When petitioner received no inquiries from the County Personnel Department regarding recalls to her layoff unit of Pre-Trial Services, she made inquiry on October 27, 1995.   She was informed that she was no longer certified for positions in Job Group 8 and below in any County department.   By letter dated December 20, 1995, petitioner requested reinstatement to the preferred eligibility list.   When the County rejected her request, petitioner commenced this CPLR article 78 proceeding.

 Supreme Court erred in granting the County's preanswer motion to dismiss the petition.   A preanswer motion to dismiss a CPLR article 78 petition for failure to state a cause of action is tantamount to a demurrer (see, Hondzinski v. County of Erie, 64 A.D.2d 864, 407 N.Y.S.2d 364).   Such a motion assumes the truth of the allegations contained in the petition and permits no consideration of facts alleged in support of the motion (see, Hondzinski v. County of Erie, supra, at 864-865, 407 N.Y.S.2d 364;  Matter of Mattioli v. Casscles, 50 A.D.2d 1013, 377 N.Y.S.2d 264).  Moreover, “if the court intends to treat the motion as one for summary judgment, it must give ‘adequate notice to the parties' that it so intends” (Hondzinski v. County of Erie, supra, at 865, 407 N.Y.S.2d 364, quoting Rovello v. Orofino Realty Co., 40 N.Y.2d 633, 636, 389 N.Y.S.2d 314, 357 N.E.2d 970;  see, Matter of Nassau BOCES Cent. Council of Teachers v. Board of Coop. Educ. Servs., 63 N.Y.2d 100, 103, 480 N.Y.S.2d 190, 469 N.E.2d 511).  Petitioner alleged in her petition that she was not given reasonable notice of the effects of a refusal to accept an appointment to a grade level 8 position on her continuation on the preferred eligibility list.   That allegation must be deemed to be true (see, Hondzinski v. County of Erie, supra, at 864-865, 407 N.Y.S.2d 364).   In addition, the court did not give the parties notice that it intended to treat the motion as one for summary judgment.   Therefore, as a matter of procedure, the court erred in granting the County's motion to dismiss.

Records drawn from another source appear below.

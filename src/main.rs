use std::net::SocketAddr;
use std::sync::Arc;

use futures::future::join_all;
use thiserror::Error;

use crate::bot::client::BotErr;
use crate::chat::ChatOrchestrator;
use crate::chat::provider::ProviderErr;
use crate::util::telemetry;

mod api;
mod bot;
mod chat;
mod classifier;
mod constants;
mod db;
mod levels;
mod progression;
mod util;

#[derive(Debug, Error)]
enum RunnerErr {
    #[error(transparent)]
    Provider(#[from] ProviderErr),

    #[error(transparent)]
    Bot(#[from] BotErr),

    #[error(transparent)]
    Route(#[from] api::server::RouteError),

    #[error(transparent)]
    Std(#[from] Box<dyn std::error::Error>),
}

type Result<T> = core::result::Result<T, RunnerErr>;

#[tokio::main]
async fn main() -> Result<()> {
    let telemetry_registry = telemetry::Telemetry::new().await?.register();

    tracing::info!("starting main application");

    let pool = db::init().await;
    let orchestrator = Arc::new(ChatOrchestrator::from_env().await?);

    let (tx_server_ready, rx_server_ready) = tokio::sync::mpsc::unbounded_channel::<SocketAddr>();

    let mut handles = Vec::new();

    let server_handles =
        api::server::start_server(tx_server_ready, rx_server_ready, pool, orchestrator.clone())
            .await?;

    let bot_handles = bot::client::bot_runner(orchestrator).await?;

    handles.extend(server_handles);
    handles.extend(bot_handles);

    _ = join_all(handles).await;

    telemetry_registry.shutdown();
    Ok(())
}
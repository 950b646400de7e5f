//! Grouping of item streams into fixed-size batches.

use std::num::NonZeroUsize;

/// An iterator that groups the items of another iterator into
/// vectors of a fixed size.
///
/// Created by [`batches`]. The last batch holds the remainder and may
/// be shorter; an empty input produces no batches at all.
#[derive(Clone, Debug)]
pub struct Batches<I> {
    iter: I,
    size: NonZeroUsize,
}

/// Lazily splits `iter` into batches of `size` items.
///
/// ```
/// use std::num::NonZeroUsize;
///
/// use drudge_utils::batch::batches;
///
/// let size = NonZeroUsize::new(2).unwrap();
/// let out: Vec<_> = batches(1..=5, size).collect();
///
/// assert_eq!(out, vec![vec![1, 2], vec![3, 4], vec![5]]);
/// ```
pub fn batches<I: IntoIterator>(iter: I, size: NonZeroUsize) -> Batches<I::IntoIter> {
    Batches {
        iter: iter.into_iter(),
        size,
    }
}

impl<I: Iterator> Iterator for Batches<I> {
    type Item = Vec<I::Item>;

    fn next(&mut self) -> Option<Self::Item> {
        let mut batch = Vec::with_capacity(self.size.get());
        batch.extend(self.iter.by_ref().take(self.size.get()));

        (!batch.is_empty()).then_some(batch)
    }

    fn size_hint(&self) -> (usize, Option<usize>) {
        let (lower, upper) = self.iter.size_hint();
        let size = self.size.get();

        (lower.div_ceil(size), upper.map(|u| u.div_ceil(size)))
    }
}

/// Applies `f` to every batch of `iter` and flattens the outputs.
pub fn process_batchwise<I, F, O>(
    f: F,
    iter: I,
    size: NonZeroUsize,
) -> impl Iterator<Item = O::Item>
where
    I: IntoIterator,
    F: FnMut(Vec<I::Item>) -> O,
    O: IntoIterator,
{
    batches(iter, size).flat_map(f)
}

/// Feeds every batch of `iter` into `f`.
pub fn consume_batchwise<I, F>(f: F, iter: I, size: NonZeroUsize)
where
    I: IntoIterator,
    F: FnMut(Vec<I::Item>),
{
    batches(iter, size).for_each(f);
}
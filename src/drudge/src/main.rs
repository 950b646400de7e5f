use clap::Parser;

mod cli;
use cli::Cli;

mod cmd;
use cmd::Command;

mod utils;

#[global_allocator]
static GLOBAL: mimalloc::MiMalloc = mimalloc::MiMalloc;

fn main() -> eyre::Result<()> {
    let cli = Cli::parse();

    cli.verbosity.setup()?;
    cli.command.handle()
}
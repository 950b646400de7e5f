use std::{
    sync::{Condvar, Mutex, MutexGuard, PoisonError},
    time::Duration,
};

use crossbeam_queue::SegQueue;

/// A job paired with its position in the submitted sequence.
///
/// Tags let results be put back into submission order after the
/// workers complete them in arbitrary order.
#[derive(Clone, Debug, PartialEq, Eq)]
pub struct IdentityTag<J> {
    pub sequence: usize,
    pub payload: J,
}

impl<J> IdentityTag<J> {
    #[inline]
    pub fn new(sequence: usize, payload: J) -> Self {
        Self { sequence, payload }
    }
}

/// Items travelling from the pool to its workers.
#[derive(Debug)]
pub(crate) enum Message<J> {
    Job(J),
    Tagged(IdentityTag<J>),
    Shutdown,
}

struct Counters {
    unfinished: usize,
}

/// A multi-producer, multi-consumer FIFO queue which keeps track of
/// how many of its items are still being worked on.
///
/// Every item obtained from [`WorkQueue::get`] must be acknowledged
/// with [`WorkQueue::task_done`] for [`WorkQueue::join`] to return.
pub(crate) struct WorkQueue<T> {
    items: SegQueue<T>,
    counters: Mutex<Counters>,
    available: Condvar,
    drained: Condvar,
}

impl<T> WorkQueue<T> {
    pub fn new() -> Self {
        Self {
            items: SegQueue::new(),
            counters: Mutex::new(Counters { unfinished: 0 }),
            available: Condvar::new(),
            drained: Condvar::new(),
        }
    }

    // None of the critical sections can panic, so a poisoned lock
    // still guards consistent counters.
    fn lock(&self) -> MutexGuard<'_, Counters> {
        self.counters.lock().unwrap_or_else(PoisonError::into_inner)
    }

    /// Enqueues an item and wakes up one waiting consumer.
    pub fn put(&self, item: T) {
        {
            // The count must be visible before the item can be popped.
            let mut counters = self.lock();
            counters.unfinished += 1;
            self.items.push(item);
        }

        self.available.notify_one();
    }

    /// Dequeues the next item, blocking until one is available.
    pub fn get(&self) -> T {
        loop {
            if let Some(item) = self.items.pop() {
                return item;
            }

            let counters = self.lock();
            if self.items.is_empty() {
                drop(
                    self.available
                        .wait(counters)
                        .unwrap_or_else(PoisonError::into_inner),
                );
            }
        }
    }

    /// Marks one previously dequeued item as fully processed.
    pub fn task_done(&self) {
        let mut counters = self.lock();
        debug_assert!(counters.unfinished > 0, "task_done called too often");

        counters.unfinished = counters.unfinished.saturating_sub(1);
        if counters.unfinished == 0 {
            self.drained.notify_all();
        }
    }

    /// Blocks until every item ever enqueued has been marked done.
    ///
    /// With a `timeout`, gives up after that duration and returns the
    /// number of items still unfinished as the error.
    pub fn join(&self, timeout: Option<Duration>) -> Result<(), usize> {
        let counters = self.lock();

        match timeout {
            Some(timeout) => {
                let (counters, _) = self
                    .drained
                    .wait_timeout_while(counters, timeout, |c| c.unfinished > 0)
                    .unwrap_or_else(PoisonError::into_inner);

                match counters.unfinished {
                    0 => Ok(()),
                    pending => Err(pending),
                }
            }

            None => {
                drop(
                    self.drained
                        .wait_while(counters, |c| c.unfinished > 0)
                        .unwrap_or_else(PoisonError::into_inner),
                );
                Ok(())
            }
        }
    }

    /// Number of items enqueued but not yet marked done.
    pub fn unfinished(&self) -> usize {
        self.lock().unfinished
    }
}
//! Measuring how long iterators take to produce their items.

use std::time::{Duration, Instant};

/// An iterator yielding every item of `I` together with the time it
/// took to produce it.
///
/// Created by [`timed`].
#[derive(Clone, Debug)]
pub struct Timed<I> {
    iter: I,
}

/// Wraps `iter` to measure the production time of each item.
///
/// Useful on lazy pool streams, where the duration covers waiting for
/// the next completed job.
pub fn timed<I: IntoIterator>(iter: I) -> Timed<I::IntoIter> {
    Timed {
        iter: iter.into_iter(),
    }
}

impl<I: Iterator> Iterator for Timed<I> {
    type Item = (I::Item, Duration);

    fn next(&mut self) -> Option<Self::Item> {
        let start = Instant::now();
        let item = self.iter.next()?;

        Some((item, start.elapsed()))
    }

    #[inline]
    fn size_hint(&self) -> (usize, Option<usize>) {
        self.iter.size_hint()
    }
}
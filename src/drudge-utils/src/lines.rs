//! Line-oriented reading and JSON-lines writing.
//!
//! Files whose name ends in `.gz` are transparently gzip-decompressed
//! on reading and compressed on writing.

use std::{
    fs,
    io::{self, BufRead, BufReader, BufWriter, Read, Write},
    path::{Path, PathBuf},
};

use flate2::{read::MultiGzDecoder, write::GzEncoder, Compression};
use serde::{de::DeserializeOwned, Serialize};
use thiserror::Error;

/// Errors from line-oriented I/O.
#[derive(Debug, Error)]
pub enum LinesError {
    #[error("failed to open '{}'", .path.display())]
    Open {
        path: PathBuf,
        #[source]
        source: io::Error,
    },

    #[error(transparent)]
    Io(#[from] io::Error),

    #[error("failed to (de)serialize record")]
    Json(#[from] serde_json::Error),
}

/// A buffered reader over a file that may be gzip-compressed.
pub type FileReader = Box<dyn BufRead + Send>;

fn is_gzip(path: &Path) -> bool {
    path.extension().is_some_and(|ext| ext == "gz")
}

fn open_error(path: &Path) -> impl FnOnce(io::Error) -> LinesError + '_ {
    move |source| LinesError::Open {
        path: path.to_owned(),
        source,
    }
}

/// Opens the file at `path` for buffered reading.
pub fn open_reader(path: impl AsRef<Path>) -> Result<FileReader, LinesError> {
    let path = path.as_ref();
    let file = fs::File::open(path).map_err(open_error(path))?;

    Ok(if is_gzip(path) {
        Box::new(BufReader::new(MultiGzDecoder::new(file)))
    } else {
        Box::new(BufReader::new(file))
    })
}

/// A file opened for writing, compressed when its name ends in `.gz`.
///
/// Call [`FileWriter::finish`] once done; dropping the writer loses
/// any error from writing out the final bytes.
pub enum FileWriter {
    Plain(BufWriter<fs::File>),
    Gzip(GzEncoder<BufWriter<fs::File>>),
}

impl FileWriter {
    /// Creates or truncates the file at `path`.
    pub fn create(path: impl AsRef<Path>) -> Result<Self, LinesError> {
        let path = path.as_ref();
        let file = BufWriter::new(fs::File::create(path).map_err(open_error(path))?);

        Ok(if is_gzip(path) {
            Self::Gzip(GzEncoder::new(file, Compression::default()))
        } else {
            Self::Plain(file)
        })
    }

    /// Writes out all buffered data and the gzip trailer, if any.
    pub fn finish(self) -> io::Result<()> {
        match self {
            Self::Plain(mut w) => w.flush(),
            Self::Gzip(w) => w.finish()?.flush(),
        }
    }
}

impl Write for FileWriter {
    fn write(&mut self, buf: &[u8]) -> io::Result<usize> {
        match self {
            Self::Plain(w) => w.write(buf),
            Self::Gzip(w) => w.write(buf),
        }
    }

    fn flush(&mut self) -> io::Result<()> {
        match self {
            Self::Plain(w) => w.flush(),
            Self::Gzip(w) => w.flush(),
        }
    }
}

/// An iterator over the lines of a reader, without line terminators.
///
/// Created by [`read_lines`] and [`open_lines`].
pub struct Lines<R> {
    inner: io::Lines<R>,
    remaining: Option<usize>,
}

/// Reads up to `limit` lines from `reader`.
pub fn read_lines<R: BufRead>(reader: R, limit: Option<usize>) -> Lines<R> {
    Lines {
        inner: reader.lines(),
        remaining: limit,
    }
}

/// Opens the file at `path` and reads up to `limit` lines from it.
pub fn open_lines(
    path: impl AsRef<Path>,
    limit: Option<usize>,
) -> Result<Lines<FileReader>, LinesError> {
    Ok(read_lines(open_reader(path)?, limit))
}

impl<R: BufRead> Iterator for Lines<R> {
    type Item = io::Result<String>;

    fn next(&mut self) -> Option<Self::Item> {
        match &mut self.remaining {
            Some(0) => None,
            Some(n) => {
                *n -= 1;
                self.inner.next()
            }
            None => self.inner.next(),
        }
    }
}

/// An iterator over the lines of every file in a directory.
///
/// Created by [`open_dir_lines`].
pub struct DirLines {
    files: std::vec::IntoIter<PathBuf>,
    current: Option<Lines<FileReader>>,
    remaining: Option<usize>,
}

/// Reads up to `limit` lines from the files in `dir`, one file after
/// the other in file name order.
///
/// Subdirectories are skipped. A file that fails to open yields an
/// error in its place and reading continues with the next one.
pub fn open_dir_lines(
    dir: impl AsRef<Path>,
    limit: Option<usize>,
) -> Result<DirLines, LinesError> {
    let dir = dir.as_ref();

    let mut files = Vec::new();
    for entry in fs::read_dir(dir).map_err(open_error(dir))? {
        let entry = entry?;
        if entry.file_type()?.is_file() {
            files.push(entry.path());
        }
    }
    files.sort();

    Ok(DirLines {
        files: files.into_iter(),
        current: None,
        remaining: limit,
    })
}

impl Iterator for DirLines {
    type Item = Result<String, LinesError>;

    fn next(&mut self) -> Option<Self::Item> {
        if self.remaining == Some(0) {
            return None;
        }

        loop {
            if let Some(line) = self.current.as_mut().and_then(|lines| lines.next()) {
                if let Some(n) = &mut self.remaining {
                    *n -= 1;
                }
                return Some(line.map_err(LinesError::from));
            }

            let path = self.files.next()?;
            match open_lines(&path, None) {
                Ok(lines) => self.current = Some(lines),
                Err(e) => {
                    self.current = None;
                    return Some(Err(e));
                }
            }
        }
    }
}

/// Parses JSON-lines records from `reader`.
///
/// The first `skip` lines are passed over without being parsed, then
/// up to `limit` records are decoded.
pub fn parse_jsonl<T, R>(
    reader: R,
    skip: usize,
    limit: Option<usize>,
) -> impl Iterator<Item = Result<T, LinesError>>
where
    T: DeserializeOwned,
    R: BufRead,
{
    reader
        .lines()
        .skip(skip)
        .take(limit.unwrap_or(usize::MAX))
        .map(|line| -> Result<T, LinesError> { Ok(serde_json::from_str(&line?)?) })
}

/// Opens the file at `path` and parses JSON-lines records from it.
///
/// See [`parse_jsonl`] for the meaning of `skip` and `limit`.
pub fn read_jsonl<T: DeserializeOwned>(
    path: impl AsRef<Path>,
    skip: usize,
    limit: Option<usize>,
) -> Result<impl Iterator<Item = Result<T, LinesError>>, LinesError> {
    Ok(parse_jsonl(open_reader(path)?, skip, limit))
}

/// Writes every record as one line of compact JSON.
///
/// Returns the number of records written.
pub fn write_jsonl<W, T, I>(mut writer: W, records: I) -> Result<usize, LinesError>
where
    W: Write,
    T: Serialize,
    I: IntoIterator<Item = T>,
{
    let mut count = 0;
    for record in records {
        serde_json::to_writer(&mut writer, &record)?;
        writer.write_all(b"\n")?;
        count += 1;
    }

    writer.flush()?;
    Ok(count)
}

/// Writes every string as its own line.
pub fn write_lines<W, S, I>(mut writer: W, lines: I) -> Result<usize, LinesError>
where
    W: Write,
    S: AsRef<str>,
    I: IntoIterator<Item = S>,
{
    let mut count = 0;
    for line in lines {
        writer.write_all(line.as_ref().as_bytes())?;
        writer.write_all(b"\n")?;
        count += 1;
    }

    writer.flush()?;
    Ok(count)
}

/// Like [`write_jsonl`], but into a freshly created file at `path`.
pub fn write_jsonl_file<T, I>(path: impl AsRef<Path>, records: I) -> Result<usize, LinesError>
where
    T: Serialize,
    I: IntoIterator<Item = T>,
{
    let mut file = FileWriter::create(path)?;
    let count = write_jsonl(&mut file, records)?;
    file.finish()?;

    Ok(count)
}

/// Like [`write_lines`], but into a freshly created file at `path`.
pub fn write_lines_file<S, I>(path: impl AsRef<Path>, lines: I) -> Result<usize, LinesError>
where
    S: AsRef<str>,
    I: IntoIterator<Item = S>,
{
    let mut file = FileWriter::create(path)?;
    let count = write_lines(&mut file, lines)?;
    file.finish()?;

    Ok(count)
}

/// Reads the full contents of a possibly compressed file as a string.
pub fn read_to_string(path: impl AsRef<Path>) -> Result<String, LinesError> {
    let mut contents = String::new();
    open_reader(path)?.read_to_string(&mut contents)?;

    Ok(contents)
}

 Furthermore, the County failed to establish its entitlement to judgment as a matter of law.   The County's March 20, 1995 notice merely advised petitioner that, if she refused a permanent appointment to the DSS grade level 8 position, her name would be “removed from the preferred list for any future appointment in any county department other than that of your former position ” (emphasis added).   In its brief, the County candidly concedes that “the initial canvass letter to petitioner was not exhaustive in the results of refusal to accept the position offered”.   Moreover, the letter makes no reference to Civil Services Rule XVII (2)(c), which is relied upon by the County on appeal.   Thus, there is a triable issue of fact whether petitioner received sufficient notice of the effect of declination of the grade level 8 position at DSS on her future eligibility for appointment to Job Group 8 and lower positions in her former department.

Judgment unanimously reversed on the law without costs, motion denied, petition reinstated, matter remitted to Supreme Court for further proceedings and respondent directed to file and serve an answer within 20 days after service of a copy of the order of this Court with notice of entry.